Weaknesses of this procedure include labeling of other molecules besides DNA when tritiated thymidine is added to a sample. In cases of carbon limitation, thymidine may also be used as a carbon source instead of as a DNA precursor. Results of thymidine incorporation experiments may be misleading when the proportion of thymidine incorporated into DNA compared to other molecules is not known.

Leucine incorporation

incorporation is used as a measure of protein synthesis in aquatic bacteria communities. Radio-labeled leucine is added to samples, and its accumulation in hot trichloroacetic acid -insoluble parts of the cell is determined. The samples are then collected on membrane filter. Leucine protein is taken up by more than 50% of aquatic bacterial populations, and leucine incorporation can be used to estimate nitrogen utilization in the bacterial community.

Marine seasonal succession dynamics

As bacterial populations have unique metabolisms and resource preferences, the use of high-resolution time-series analysis of bacterial compositions allows for the identification of patterns in seasonal bacterial succession. Differences in bacterial community compositions give rise to particular permutations of interspecies bacterial interactions with photosynthetic plankton, protist grazers, and phages thereby impacting seasonality dynamics. Statistical methods used to verify patterns in population dynamics and composition are demonstrated to be replicable over some years, and environmental factors served as predictors of these temporal patterns. Most research activity for bacterioplankton currently occurs in the temperate waters of the northern hemisphere from 30°N to the Arctic Circle at 66°N.

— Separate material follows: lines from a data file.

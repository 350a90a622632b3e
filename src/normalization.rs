/* ==================================================================================================
 *                           This file is part of the bachelor thesis project
 *                  Implementation and Analysis of Selected Noise Reduction Methods
 *                                Weronika Tarnawska (Index No. 331171)
 *                                  Supervisor:  dr hab. Paweł Woźny
 *                                  University of Wrocław, June 2025
 * ================================================================================================== */
use serde::{Deserialize, Serialize};

use crate::error::{NoiseError, Result};
use crate::signal::saturate;

/// Offset added to every target sample, shifts `i16::MIN` to zero.
pub const OUTPUT_SUBTRACTOR: f64 = 32768.0;
/// Full width of the `i16` range, maps targets into `[0, 1]`.
pub const OUTPUT_DELIMITER: f64 = 65535.0;

/// Sample transforms applied to network inputs and targets.
///
/// Inputs use `x = (s - input_subtractor) / input_delimiter`, which the caller
/// configures. Targets always use `y = (s + 32768) / 65535` so that network
/// outputs land in `[0, 1]`.
#[derive(Clone, Copy, Debug, PartialEq, Serialize, Deserialize)]
pub struct Normalization {
    pub input_subtractor: f64,
    pub input_delimiter: f64,
}

impl Default for Normalization {
    fn default() -> Self {
        Self {
            input_subtractor: 0.0,
            input_delimiter: 32768.0,
        }
    }
}

impl Normalization {
    /// Create an input transform with the given delimiter and zero subtractor.
    pub fn with_delimiter(input_delimiter: f64) -> Result<Self> {
        let normalization = Self {
            input_delimiter,
            ..Self::default()
        };
        normalization.validate()?;
        Ok(normalization)
    }

    pub fn validate(&self) -> Result<()> {
        if !self.input_delimiter.is_finite() || self.input_delimiter == 0.0 {
            return Err(NoiseError::InvalidParameter(format!(
                "input delimiter must be finite and non-zero, got {}",
                self.input_delimiter
            )));
        }
        if !self.input_subtractor.is_finite() {
            return Err(NoiseError::InvalidParameter(format!(
                "input subtractor must be finite, got {}",
                self.input_subtractor
            )));
        }
        Ok(())
    }

    /// Transform a raw sample into a network input value.
    #[inline]
    pub fn input(&self, sample: i16) -> f64 {
        (sample as f64 - self.input_subtractor) / self.input_delimiter
    }

    /// Transform a raw sample into a network target value in `[0, 1]`.
    #[inline]
    pub fn target(&self, sample: i16) -> f64 {
        (sample as f64 + OUTPUT_SUBTRACTOR) / OUTPUT_DELIMITER
    }

    /// Reconstruct a sample from a network output.
    #[inline]
    pub fn inverse(&self, output: f64) -> i16 {
        let raw = (output * OUTPUT_DELIMITER - OUTPUT_SUBTRACTOR).round();
        if raw.is_nan() {
            return 0;
        }
        // float to int casts saturate, so infinities stay inside i64
        saturate(raw as i64)
    }
}
/* ==================================================================================================
 *                           This file is part of the bachelor thesis project
 *                  Implementation and Analysis of Selected Noise Reduction Methods
 *                                Weronika Tarnawska (Index No. 331171)
 *                                  Supervisor:  dr hab. Paweł Woźny
 *                                  University of Wrocław, June 2025
 * ================================================================================================== */
//! Configuration structures

use serde::{Deserialize, Serialize};
use std::path::{Path, PathBuf};

use crate::error::{ConfigError, NoiseError, Result};
use crate::mixer::{JitterMode, MixParameters};
use crate::network::NetworkDescriptor;
use crate::normalization::Normalization;

/// Root configuration structure
#[derive(Debug, Clone, Default, PartialEq, Serialize, Deserialize)]
#[serde(default)]
pub struct Config {
    pub audio: AudioConfig,
    pub training: TrainingHyperparameters,
    pub controller: ControllerConfig,
}

impl Config {
    /// Load configuration from a TOML file
    pub fn from_file(path: &Path) -> std::result::Result<Self, ConfigError> {
        let content = std::fs::read_to_string(path)
            .map_err(|_| ConfigError::FileNotFound(path.display().to_string()))?;

        toml::from_str(&content).map_err(|e| ConfigError::Parse(e.to_string()))
    }

    pub fn to_toml_string(&self) -> std::result::Result<String, ConfigError> {
        toml::to_string_pretty(self).map_err(|e| ConfigError::Serialize(e.to_string()))
    }
}

/// Audio file configuration
#[derive(Debug, Clone, PartialEq, Serialize, Deserialize)]
#[serde(default)]
pub struct AudioConfig {
    /// Sample rate written into WAV headers (Hz)
    pub sample_rate: u32,
}

impl Default for AudioConfig {
    fn default() -> Self {
        Self { sample_rate: 19_980 }
    }
}

/// Node counts of the network layers
#[derive(Debug, Clone, Copy, PartialEq, Eq, Serialize, Deserialize)]
pub struct LayerWidths {
    pub input: usize,
    pub hidden: usize,
    /// Zero means the network has a single hidden layer
    pub hidden2: usize,
    pub output: usize,
}

impl Default for LayerWidths {
    fn default() -> Self {
        Self {
            input: 12,
            hidden: 10,
            hidden2: 5,
            output: 1,
        }
    }
}

impl LayerWidths {
    /// Widths as a layer list, input layer first, without an empty second hidden layer.
    pub fn to_vec(&self) -> Vec<usize> {
        let mut widths = vec![self.input, self.hidden];
        if self.hidden2 > 0 {
            widths.push(self.hidden2);
        }
        widths.push(self.output);
        widths
    }

    pub fn from_descriptor(descriptor: &NetworkDescriptor) -> Result<Self> {
        match descriptor.layer_widths.as_slice() {
            &[input, hidden, output] => Ok(Self {
                input,
                hidden,
                hidden2: 0,
                output,
            }),
            &[input, hidden, hidden2, output] => Ok(Self {
                input,
                hidden,
                hidden2,
                output,
            }),
            other => Err(NoiseError::InvalidParameter(format!(
                "unknown network structure: {:?}",
                other
            ))),
        }
    }
}

/// Everything that shapes one training session
#[derive(Debug, Clone, PartialEq, Serialize, Deserialize)]
#[serde(default)]
pub struct TrainingHyperparameters {
    pub layers: LayerWidths,
    /// Steepness of the network activation, only recorded in checkpoint names
    pub alpha: f64,
    /// Learning-rate increase factor, must be > 1
    pub learning_rate_increase: f64,
    /// Learning-rate decrease factor, must lie in (0, 1)
    pub learning_rate_decrease: f64,
    pub input_subtractor: f64,
    pub input_delimiter: f64,
    pub epochs: usize,
    /// Save the network every N epochs (0 disables checkpoints)
    pub checkpoint_interval: usize,
    /// Re-draw the noise every N epochs (0 disables reshuffling)
    pub reshuffle_interval: usize,
    pub noise_intensity: f64,
    pub noise_jitter: JitterMode,
    /// Set when training continues from a previously saved network
    pub further_training: bool,
}

impl Default for TrainingHyperparameters {
    fn default() -> Self {
        Self {
            layers: LayerWidths::default(),
            alpha: 1.0,
            learning_rate_increase: 1.2,
            learning_rate_decrease: 0.5,
            input_subtractor: 0.0,
            input_delimiter: 32768.0,
            epochs: 500,
            checkpoint_interval: 100,
            reshuffle_interval: 20,
            noise_intensity: 0.1,
            noise_jitter: JitterMode::Off,
            further_training: false,
        }
    }
}

impl TrainingHyperparameters {
    /// Adopt the layer widths of a loaded network to keep training it.
    pub fn for_further_training(mut self, descriptor: &NetworkDescriptor) -> Result<Self> {
        self.layers = LayerWidths::from_descriptor(descriptor)?;
        self.further_training = true;
        Ok(self)
    }

    pub fn normalization(&self) -> Normalization {
        Normalization {
            input_subtractor: self.input_subtractor,
            input_delimiter: self.input_delimiter,
        }
    }

    pub fn mix_parameters(&self) -> Result<MixParameters> {
        MixParameters::new(self.noise_intensity, self.noise_jitter)
    }

    pub fn validate(&self) -> Result<()> {
        let invalid = |msg: String| Err(NoiseError::InvalidParameter(msg));

        if self.layers.input == 0 || self.layers.hidden == 0 || self.layers.output == 0 {
            return invalid(format!("layer widths must be positive: {:?}", self.layers));
        }
        if !(self.learning_rate_increase > 1.0) || !self.learning_rate_increase.is_finite() {
            return invalid(format!(
                "learning rate increase factor must be > 1, got {}",
                self.learning_rate_increase
            ));
        }
        if !(self.learning_rate_decrease > 0.0 && self.learning_rate_decrease < 1.0) {
            return invalid(format!(
                "learning rate decrease factor must lie in (0, 1), got {}",
                self.learning_rate_decrease
            ));
        }
        if self.epochs == 0 {
            return invalid("epoch count must be positive".to_string());
        }
        if !self.alpha.is_finite() {
            return invalid(format!("alpha must be finite, got {}", self.alpha));
        }
        self.normalization().validate()?;
        self.mix_parameters()?;
        Ok(())
    }
}

/// Training controller configuration
#[derive(Debug, Clone, PartialEq, Serialize, Deserialize)]
#[serde(default)]
pub struct ControllerConfig {
    /// Capacity of the reporting channel
    pub channel_capacity: usize,
    /// Emit a recovered-speech buffer after every epoch
    pub emit_recovered_speech: bool,
    /// Directory that receives checkpoint files
    pub checkpoint_dir: PathBuf,
    /// Seed for noise placement (None = seeded from entropy)
    pub seed: Option<u64>,
}

impl Default for ControllerConfig {
    fn default() -> Self {
        Self {
            channel_capacity: 64,
            emit_recovered_speech: true,
            checkpoint_dir: PathBuf::from("./networks"),
            seed: None,
        }
    }
}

Seasonal succession in temperate regions

As seasonal successions of phytoplankton populations follow a consistent recurring pattern, bacterial dynamics and phytoplankton succession can be correlated. In general, seasonal changes in bacterial composition follow changes in temperature and chlorophyll a, while nutrient availability limits bacterioplankton growth rates. During water column mixing in late autumn/winter, nutrients brought to the surface kicks start a distinct diatom spring bloom followed by dinoflagellates. After the spring bloom, bacterial production and growth become elevated due to the release of Dissolved organic matter from phytoplankton decay. In this early succession stage, members of the class Flavobacteria are typically the dominant components of the bacterial community. Genome analysis and meta-transcriptomics have uncovered the presence of bacteria containing multiple hydrolytic enzymes facilitating the degradation and assimilation of DOM. During spring blooms, some members of the Roseobacter clade and some Gammaproteobacteria are usually associated with DOM degradation. As temperatures increase and the nutrients from the spring bloom gets depleted, smaller phytoplankton and cyanobacteria grow in the now oligotrophic waters.
As waters become stratified in summer, Roseobacter, SAR86, and SAR11 clades of bacteria increase in abundance. The frequently observed autumn diatom and dinoflagellate blooms are correlated with supplementary nutrient inputs and high-frequency sampling in the Baltic Sea found that in autumn, Actinobacteria generally increase followed by different autumn-specific Flavobacteria, SAR11, and Planctomycetes.
In the Mediterranean Sea, deep winter mixing allows members of the SAR11 clade to achieve increased diversity as the oligotrophic populations that once dominated during the summer stratification die off slowly. Among archaea in the Mediterranean Sea, Thaumarchaeota Marine Group I and Euryarchaeota Marine Group II populations became dominant in winter. While in the Baltic Sea, winter mixing brings Epsilon-proteobacteria and archaea populations to the surface from their deep habitat.